--- What is expected ---
In the entries below, find the line with "repository 070817873c3f5966" and the line with "accepted when it". Reproduce those two lines and every line between them exactly, and nothing more.

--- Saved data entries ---

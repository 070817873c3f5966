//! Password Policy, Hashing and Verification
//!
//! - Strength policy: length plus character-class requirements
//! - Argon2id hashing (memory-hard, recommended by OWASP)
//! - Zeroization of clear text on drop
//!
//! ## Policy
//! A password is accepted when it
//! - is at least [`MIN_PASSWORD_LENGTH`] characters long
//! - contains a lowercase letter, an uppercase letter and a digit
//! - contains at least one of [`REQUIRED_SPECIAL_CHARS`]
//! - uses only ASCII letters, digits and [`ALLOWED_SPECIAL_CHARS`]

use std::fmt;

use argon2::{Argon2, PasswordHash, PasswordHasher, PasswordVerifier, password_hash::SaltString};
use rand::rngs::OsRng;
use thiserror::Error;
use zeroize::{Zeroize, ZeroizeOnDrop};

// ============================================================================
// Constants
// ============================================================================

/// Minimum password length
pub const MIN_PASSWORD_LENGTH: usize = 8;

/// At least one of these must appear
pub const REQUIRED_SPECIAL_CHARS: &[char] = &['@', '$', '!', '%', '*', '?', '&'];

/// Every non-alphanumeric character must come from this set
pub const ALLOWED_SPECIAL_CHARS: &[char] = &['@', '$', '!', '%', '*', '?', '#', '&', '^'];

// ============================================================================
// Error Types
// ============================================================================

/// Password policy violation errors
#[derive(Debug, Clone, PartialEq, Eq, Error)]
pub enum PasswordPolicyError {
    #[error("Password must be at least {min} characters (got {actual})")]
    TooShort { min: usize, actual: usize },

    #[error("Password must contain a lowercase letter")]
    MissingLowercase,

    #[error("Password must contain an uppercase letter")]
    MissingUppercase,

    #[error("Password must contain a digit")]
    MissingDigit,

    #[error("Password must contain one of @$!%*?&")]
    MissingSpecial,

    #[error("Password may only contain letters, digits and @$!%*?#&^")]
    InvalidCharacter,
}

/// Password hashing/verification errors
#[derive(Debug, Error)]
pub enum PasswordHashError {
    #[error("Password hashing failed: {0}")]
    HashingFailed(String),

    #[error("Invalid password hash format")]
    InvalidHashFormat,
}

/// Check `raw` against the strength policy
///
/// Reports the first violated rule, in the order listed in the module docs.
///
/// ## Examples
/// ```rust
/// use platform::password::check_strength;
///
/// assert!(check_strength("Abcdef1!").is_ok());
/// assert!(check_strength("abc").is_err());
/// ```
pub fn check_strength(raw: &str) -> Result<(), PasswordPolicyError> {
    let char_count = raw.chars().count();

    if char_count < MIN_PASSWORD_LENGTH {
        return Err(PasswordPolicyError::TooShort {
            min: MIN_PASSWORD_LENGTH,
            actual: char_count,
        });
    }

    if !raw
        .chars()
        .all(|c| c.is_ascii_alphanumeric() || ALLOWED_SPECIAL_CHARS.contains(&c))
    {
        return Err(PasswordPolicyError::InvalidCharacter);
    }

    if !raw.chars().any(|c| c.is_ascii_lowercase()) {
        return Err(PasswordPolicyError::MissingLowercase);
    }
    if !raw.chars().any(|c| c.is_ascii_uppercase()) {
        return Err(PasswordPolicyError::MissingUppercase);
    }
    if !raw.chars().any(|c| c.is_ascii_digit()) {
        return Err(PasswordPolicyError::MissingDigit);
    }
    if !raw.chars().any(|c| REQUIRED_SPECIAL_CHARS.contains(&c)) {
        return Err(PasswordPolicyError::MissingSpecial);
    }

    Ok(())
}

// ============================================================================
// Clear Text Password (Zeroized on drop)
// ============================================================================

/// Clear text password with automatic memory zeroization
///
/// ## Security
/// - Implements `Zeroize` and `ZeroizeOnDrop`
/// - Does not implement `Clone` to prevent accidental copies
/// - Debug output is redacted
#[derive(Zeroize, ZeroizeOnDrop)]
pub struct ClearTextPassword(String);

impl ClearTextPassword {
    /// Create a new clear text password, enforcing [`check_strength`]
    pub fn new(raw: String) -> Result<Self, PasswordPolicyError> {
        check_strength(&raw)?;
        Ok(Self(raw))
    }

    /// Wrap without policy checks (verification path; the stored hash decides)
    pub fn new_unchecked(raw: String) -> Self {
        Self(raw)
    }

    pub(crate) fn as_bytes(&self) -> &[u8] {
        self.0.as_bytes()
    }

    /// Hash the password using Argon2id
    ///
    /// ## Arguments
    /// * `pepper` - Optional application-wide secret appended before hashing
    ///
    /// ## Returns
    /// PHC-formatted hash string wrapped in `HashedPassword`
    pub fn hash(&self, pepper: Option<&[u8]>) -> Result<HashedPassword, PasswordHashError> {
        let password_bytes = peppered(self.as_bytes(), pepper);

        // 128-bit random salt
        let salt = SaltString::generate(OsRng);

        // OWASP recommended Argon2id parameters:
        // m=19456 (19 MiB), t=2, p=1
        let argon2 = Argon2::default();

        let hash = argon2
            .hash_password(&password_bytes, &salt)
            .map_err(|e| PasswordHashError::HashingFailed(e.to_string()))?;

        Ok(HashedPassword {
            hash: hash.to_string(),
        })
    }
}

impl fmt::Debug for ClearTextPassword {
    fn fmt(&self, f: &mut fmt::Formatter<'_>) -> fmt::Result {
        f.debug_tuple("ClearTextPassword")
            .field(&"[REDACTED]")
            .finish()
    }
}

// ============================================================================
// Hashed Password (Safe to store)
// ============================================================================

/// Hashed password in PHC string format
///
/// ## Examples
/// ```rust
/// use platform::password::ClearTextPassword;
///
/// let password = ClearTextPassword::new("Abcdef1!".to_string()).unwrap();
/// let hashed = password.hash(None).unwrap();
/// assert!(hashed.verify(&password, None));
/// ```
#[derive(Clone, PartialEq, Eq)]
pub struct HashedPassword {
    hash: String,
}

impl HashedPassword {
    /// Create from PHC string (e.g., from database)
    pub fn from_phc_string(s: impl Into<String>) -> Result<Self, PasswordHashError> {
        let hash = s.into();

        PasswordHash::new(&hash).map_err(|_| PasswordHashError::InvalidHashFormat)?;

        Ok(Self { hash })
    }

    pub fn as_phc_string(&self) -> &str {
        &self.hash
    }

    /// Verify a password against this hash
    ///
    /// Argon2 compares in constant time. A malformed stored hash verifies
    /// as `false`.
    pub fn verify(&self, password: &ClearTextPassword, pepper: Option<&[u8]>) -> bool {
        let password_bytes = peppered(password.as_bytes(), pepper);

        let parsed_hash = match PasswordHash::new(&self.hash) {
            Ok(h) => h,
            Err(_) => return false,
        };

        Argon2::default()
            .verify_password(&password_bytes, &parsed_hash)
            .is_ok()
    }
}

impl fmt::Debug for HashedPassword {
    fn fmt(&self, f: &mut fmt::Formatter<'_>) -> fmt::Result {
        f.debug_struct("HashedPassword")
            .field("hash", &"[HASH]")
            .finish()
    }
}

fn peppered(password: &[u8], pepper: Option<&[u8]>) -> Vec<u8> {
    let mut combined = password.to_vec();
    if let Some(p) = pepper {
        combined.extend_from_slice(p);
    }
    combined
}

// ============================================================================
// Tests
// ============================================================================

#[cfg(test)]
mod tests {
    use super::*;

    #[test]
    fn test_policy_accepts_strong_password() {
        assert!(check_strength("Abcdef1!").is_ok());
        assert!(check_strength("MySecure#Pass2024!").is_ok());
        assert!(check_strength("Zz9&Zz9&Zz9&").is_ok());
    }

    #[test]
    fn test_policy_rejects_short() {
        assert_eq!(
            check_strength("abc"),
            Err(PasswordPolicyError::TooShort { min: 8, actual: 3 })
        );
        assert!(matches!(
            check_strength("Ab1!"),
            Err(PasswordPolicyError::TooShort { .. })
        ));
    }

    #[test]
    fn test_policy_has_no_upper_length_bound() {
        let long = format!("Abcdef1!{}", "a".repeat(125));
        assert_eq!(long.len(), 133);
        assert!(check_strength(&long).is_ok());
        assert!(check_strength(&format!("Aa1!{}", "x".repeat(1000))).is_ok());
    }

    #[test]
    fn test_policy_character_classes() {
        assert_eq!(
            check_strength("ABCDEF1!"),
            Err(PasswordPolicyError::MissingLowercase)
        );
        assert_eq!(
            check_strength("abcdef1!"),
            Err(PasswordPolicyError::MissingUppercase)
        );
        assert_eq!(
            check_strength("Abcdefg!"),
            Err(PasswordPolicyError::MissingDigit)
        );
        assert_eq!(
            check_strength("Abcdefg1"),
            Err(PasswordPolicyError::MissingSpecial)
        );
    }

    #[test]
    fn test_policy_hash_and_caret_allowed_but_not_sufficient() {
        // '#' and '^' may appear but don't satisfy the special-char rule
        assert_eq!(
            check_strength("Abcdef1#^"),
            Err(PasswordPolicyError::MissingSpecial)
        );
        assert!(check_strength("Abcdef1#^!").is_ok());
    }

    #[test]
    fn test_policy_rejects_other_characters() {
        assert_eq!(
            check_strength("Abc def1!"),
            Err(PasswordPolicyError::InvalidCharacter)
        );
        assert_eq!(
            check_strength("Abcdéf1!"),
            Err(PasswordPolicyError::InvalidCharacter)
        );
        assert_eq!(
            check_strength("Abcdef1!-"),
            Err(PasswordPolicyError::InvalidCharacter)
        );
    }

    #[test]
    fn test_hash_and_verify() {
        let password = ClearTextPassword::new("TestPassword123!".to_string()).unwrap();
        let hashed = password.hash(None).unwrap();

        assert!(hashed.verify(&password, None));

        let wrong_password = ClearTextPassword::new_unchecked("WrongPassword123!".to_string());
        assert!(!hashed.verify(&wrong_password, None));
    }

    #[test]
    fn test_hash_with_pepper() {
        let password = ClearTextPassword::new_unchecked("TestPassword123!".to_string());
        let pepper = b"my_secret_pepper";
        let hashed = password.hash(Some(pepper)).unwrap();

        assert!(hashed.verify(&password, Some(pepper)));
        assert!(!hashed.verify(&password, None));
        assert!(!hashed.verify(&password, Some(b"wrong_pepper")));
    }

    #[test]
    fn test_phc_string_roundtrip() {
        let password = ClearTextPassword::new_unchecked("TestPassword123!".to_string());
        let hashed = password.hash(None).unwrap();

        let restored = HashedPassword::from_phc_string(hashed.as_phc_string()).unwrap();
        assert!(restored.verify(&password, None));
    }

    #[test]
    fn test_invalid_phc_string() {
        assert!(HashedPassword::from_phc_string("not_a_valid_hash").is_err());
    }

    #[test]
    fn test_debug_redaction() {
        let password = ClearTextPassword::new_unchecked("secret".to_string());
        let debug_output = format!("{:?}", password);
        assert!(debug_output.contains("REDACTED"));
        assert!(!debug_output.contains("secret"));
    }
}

==

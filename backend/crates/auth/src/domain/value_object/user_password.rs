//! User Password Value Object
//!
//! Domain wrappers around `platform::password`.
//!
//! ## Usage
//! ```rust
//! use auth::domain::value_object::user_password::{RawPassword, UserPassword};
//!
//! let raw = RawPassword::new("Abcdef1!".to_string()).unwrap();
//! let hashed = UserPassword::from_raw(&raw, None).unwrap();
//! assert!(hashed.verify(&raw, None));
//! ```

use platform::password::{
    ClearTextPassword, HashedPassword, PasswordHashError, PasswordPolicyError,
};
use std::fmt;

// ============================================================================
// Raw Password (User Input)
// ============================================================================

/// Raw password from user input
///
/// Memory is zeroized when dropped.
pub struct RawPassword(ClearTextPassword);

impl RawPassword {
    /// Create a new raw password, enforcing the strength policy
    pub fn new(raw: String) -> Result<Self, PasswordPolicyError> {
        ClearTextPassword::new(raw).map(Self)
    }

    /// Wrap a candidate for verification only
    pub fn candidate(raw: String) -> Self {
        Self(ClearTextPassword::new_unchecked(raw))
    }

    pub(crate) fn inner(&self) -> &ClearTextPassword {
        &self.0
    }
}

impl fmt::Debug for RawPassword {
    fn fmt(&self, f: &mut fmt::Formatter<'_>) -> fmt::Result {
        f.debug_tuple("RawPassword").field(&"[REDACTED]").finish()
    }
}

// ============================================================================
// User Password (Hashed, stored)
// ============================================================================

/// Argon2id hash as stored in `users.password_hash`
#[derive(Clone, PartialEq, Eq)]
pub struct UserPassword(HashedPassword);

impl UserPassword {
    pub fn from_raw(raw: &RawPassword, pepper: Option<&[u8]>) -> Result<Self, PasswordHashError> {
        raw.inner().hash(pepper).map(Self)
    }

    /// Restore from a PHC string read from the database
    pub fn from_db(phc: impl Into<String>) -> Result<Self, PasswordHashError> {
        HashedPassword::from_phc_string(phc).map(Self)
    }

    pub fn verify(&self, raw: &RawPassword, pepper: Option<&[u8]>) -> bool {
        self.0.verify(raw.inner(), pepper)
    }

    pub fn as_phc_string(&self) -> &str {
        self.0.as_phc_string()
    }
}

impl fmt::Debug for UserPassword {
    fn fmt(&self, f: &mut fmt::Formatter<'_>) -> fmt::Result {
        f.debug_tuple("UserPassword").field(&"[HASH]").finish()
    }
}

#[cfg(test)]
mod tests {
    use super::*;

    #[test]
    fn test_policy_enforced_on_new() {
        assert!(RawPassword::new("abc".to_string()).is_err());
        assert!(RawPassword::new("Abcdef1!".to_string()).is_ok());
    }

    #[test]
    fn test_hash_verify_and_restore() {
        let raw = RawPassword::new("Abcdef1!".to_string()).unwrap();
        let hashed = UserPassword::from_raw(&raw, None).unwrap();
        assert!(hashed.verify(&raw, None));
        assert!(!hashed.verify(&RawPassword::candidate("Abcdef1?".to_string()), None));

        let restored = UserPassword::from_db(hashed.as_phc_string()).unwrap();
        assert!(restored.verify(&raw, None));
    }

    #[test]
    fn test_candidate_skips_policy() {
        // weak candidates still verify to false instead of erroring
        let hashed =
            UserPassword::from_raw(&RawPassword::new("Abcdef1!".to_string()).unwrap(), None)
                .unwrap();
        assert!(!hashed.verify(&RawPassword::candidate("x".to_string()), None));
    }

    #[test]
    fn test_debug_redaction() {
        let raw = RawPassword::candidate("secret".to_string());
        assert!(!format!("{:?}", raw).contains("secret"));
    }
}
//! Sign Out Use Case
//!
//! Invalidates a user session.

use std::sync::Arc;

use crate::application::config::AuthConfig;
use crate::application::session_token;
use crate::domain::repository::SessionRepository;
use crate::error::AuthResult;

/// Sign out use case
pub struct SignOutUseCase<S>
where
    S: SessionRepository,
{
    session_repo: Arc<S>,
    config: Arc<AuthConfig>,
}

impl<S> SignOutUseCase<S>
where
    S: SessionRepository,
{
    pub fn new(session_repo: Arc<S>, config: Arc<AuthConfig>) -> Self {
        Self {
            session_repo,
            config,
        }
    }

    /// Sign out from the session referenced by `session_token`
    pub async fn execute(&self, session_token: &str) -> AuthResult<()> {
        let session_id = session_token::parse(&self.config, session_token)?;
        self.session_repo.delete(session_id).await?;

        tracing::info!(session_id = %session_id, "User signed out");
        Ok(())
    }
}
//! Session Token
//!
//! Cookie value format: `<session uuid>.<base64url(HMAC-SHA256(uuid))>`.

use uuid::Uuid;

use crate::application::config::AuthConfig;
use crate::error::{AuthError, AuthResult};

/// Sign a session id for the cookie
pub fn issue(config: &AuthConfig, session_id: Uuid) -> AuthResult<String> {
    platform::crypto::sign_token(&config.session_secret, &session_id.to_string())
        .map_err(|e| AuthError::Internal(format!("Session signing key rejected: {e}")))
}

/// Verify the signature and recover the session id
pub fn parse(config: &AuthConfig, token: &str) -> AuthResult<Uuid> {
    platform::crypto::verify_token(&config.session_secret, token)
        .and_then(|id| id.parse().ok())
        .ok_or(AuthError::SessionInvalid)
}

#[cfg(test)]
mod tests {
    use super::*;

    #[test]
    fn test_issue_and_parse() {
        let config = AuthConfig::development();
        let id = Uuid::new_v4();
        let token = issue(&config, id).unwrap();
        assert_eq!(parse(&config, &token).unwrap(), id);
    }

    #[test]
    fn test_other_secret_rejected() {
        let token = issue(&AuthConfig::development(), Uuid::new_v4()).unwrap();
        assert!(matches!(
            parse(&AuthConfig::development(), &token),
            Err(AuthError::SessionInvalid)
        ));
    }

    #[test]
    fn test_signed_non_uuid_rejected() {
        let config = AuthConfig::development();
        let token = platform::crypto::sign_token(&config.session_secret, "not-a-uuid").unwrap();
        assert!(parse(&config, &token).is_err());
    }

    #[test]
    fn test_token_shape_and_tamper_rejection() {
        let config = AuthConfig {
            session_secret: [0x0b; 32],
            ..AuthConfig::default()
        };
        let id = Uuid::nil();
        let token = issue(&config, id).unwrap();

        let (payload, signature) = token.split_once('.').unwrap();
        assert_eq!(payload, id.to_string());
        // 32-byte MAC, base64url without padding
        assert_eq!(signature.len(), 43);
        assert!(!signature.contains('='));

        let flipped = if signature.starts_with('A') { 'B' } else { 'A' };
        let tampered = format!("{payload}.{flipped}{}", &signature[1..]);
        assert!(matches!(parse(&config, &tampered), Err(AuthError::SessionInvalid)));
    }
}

--- Output for this exercise ---
repository 070817873c3f5966
//! Password Policy, Hashing and Verification
//!
//! - Strength policy: length plus character-class requirements
//! - Argon2id hashing (memory-hard, recommended by OWASP)
//! - Zeroization of clear text on drop
//!
//! ## Policy
//! A password is accepted when it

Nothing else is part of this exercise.